__Problem description__
Start at the line with "theme.set(next);" in the records below, stop at the line with "pub struct AuthUser", and return every line in that span exactly, the two end lines included.
= Beginning of Section =
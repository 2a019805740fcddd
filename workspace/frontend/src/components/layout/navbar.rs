use crate::hooks::{use_auth, use_services};
use polaris::preferences::Theme;
use yew::prelude::*;

#[derive(Properties, PartialEq)]
pub struct Props {
    pub title: String,
}

fn apply_theme(theme: Theme) {
    if let Some(root) = web_sys::window()
        .and_then(|window| window.document())
        .and_then(|document| document.document_element())
    {
        if let Err(e) = root.set_attribute("data-theme", theme.as_str()) {
            log::warn!("Failed to apply theme: {:?}", e);
        }
    }
}

#[function_component(Navbar)]
pub fn navbar(props: &Props) -> Html {
    let services = use_services();
    let auth = use_auth();
    let theme = use_state(|| services.preferences.theme());

    use_effect_with(*theme, |theme| {
        apply_theme(*theme);
        || ()
    });

    let on_toggle_theme = {
        let preferences = services.preferences.clone();
        let theme = theme.clone();
        Callback::from(move |_| {
            let next = preferences.toggle_theme();
            log::debug!("Theme switched to {}", next.as_str());
            theme.set(next);
        })
    };

    html! {
        <div class="navbar bg-base-100 shadow-sm z-40 sticky top-0">
            <div class="flex-none lg:hidden">
                <label aria-label="open sidebar" class="btn btn-square btn-ghost" for="my-drawer">
                    <i class="fas fa-bars text-xl"></i>
                </label>
            </div>
            <div class="flex-1 px-4">
                <h1 class="text-xl font-bold" id="page-title">{ &props.title }</h1>
            </div>
            <div class="flex-none gap-2">
                if let Some(user) = &auth.user {
                    <span class="text-sm text-base-content/70 hidden md:inline">{user.display_name()}</span>
                }
                <label class="swap swap-rotate btn btn-ghost btn-circle">
                    <input
                        id="theme-toggle"
                        type="checkbox"
                        checked={*theme == Theme::Dark}
                        onchange={on_toggle_theme}
                    />
                    <i class="swap-on fill-current fas fa-sun text-xl"></i>
                    <i class="swap-off fill-current fas fa-moon text-xl"></i>
                </label>
            </div>
        </div>
    }
}
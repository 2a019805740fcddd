use serde::{Deserialize, Serialize};
use validator::Validate;

/// Signed-in user as cached in client storage.
#[derive(Debug, Clone, PartialEq, Serialize, Deserialize)]
pub struct AuthUser {
    #[serde(default, skip_serializing_if = "Option::is_none")]
    pub id: Option<String>,
    #[serde(default, skip_serializing_if = "Option::is_none")]
    pub name: Option<String>,
    pub email: String,
    #[serde(default, skip_serializing_if = "Option::is_none")]
    pub role: Option<String>,
}

impl AuthUser {
    pub fn from_email(email: impl Into<String>) -> Self {
        Self {
            id: None,
            name: None,
            email: email.into(),
            role: None,
        }
    }

    /// Name shown in the header; falls back to the email address.
    pub fn display_name(&self) -> &str {
        self.name.as_deref().filter(|n| !n.is_empty()).unwrap_or(&self.email)
    }
}

/// Login form; also the request body of `/auth/sign-in-email`.
#[derive(Debug, Clone, Default, PartialEq, Serialize, Deserialize, Validate)]
pub struct LoginForm {
    #[validate(email(message = "Enter a valid email address"))]
    pub email: String,
    #[validate(length(min = 1, message = "Password is required"))]
    pub password: String,
}

/// Successful sign-in response.
#[derive(Debug, Clone, PartialEq, Deserialize)]
pub struct SignInResponse {
    #[serde(default)]
    pub message: String,
    pub token: String,
}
= End of Section =
__Final answer__
            theme.set(next);
        })
    };

    html! {
        <div class="navbar bg-base-100 shadow-sm z-40 sticky top-0">
            <div class="flex-none lg:hidden">
                <label aria-label="open sidebar" class="btn btn-square btn-ghost" for="my-drawer">
                    <i class="fas fa-bars text-xl"></i>
                </label>
            </div>
            <div class="flex-1 px-4">
                <h1 class="text-xl font-bold" id="page-title">{ &props.title }</h1>
            </div>
            <div class="flex-none gap-2">
                if let Some(user) = &auth.user {
                    <span class="text-sm text-base-content/70 hidden md:inline">{user.display_name()}</span>
                }
                <label class="swap swap-rotate btn btn-ghost btn-circle">
                    <input
                        id="theme-toggle"
                        type="checkbox"
                        checked={*theme == Theme::Dark}
                        onchange={on_toggle_theme}
                    />
                    <i class="swap-on fill-current fas fa-sun text-xl"></i>
                    <i class="swap-off fill-current fas fa-moon text-xl"></i>
                </label>
            </div>
        </div>
    }
}
repository 2a019805740fcddd
use serde::{Deserialize, Serialize};
use validator::Validate;

/// Signed-in user as cached in client storage.
#[derive(Debug, Clone, PartialEq, Serialize, Deserialize)]
pub struct AuthUser {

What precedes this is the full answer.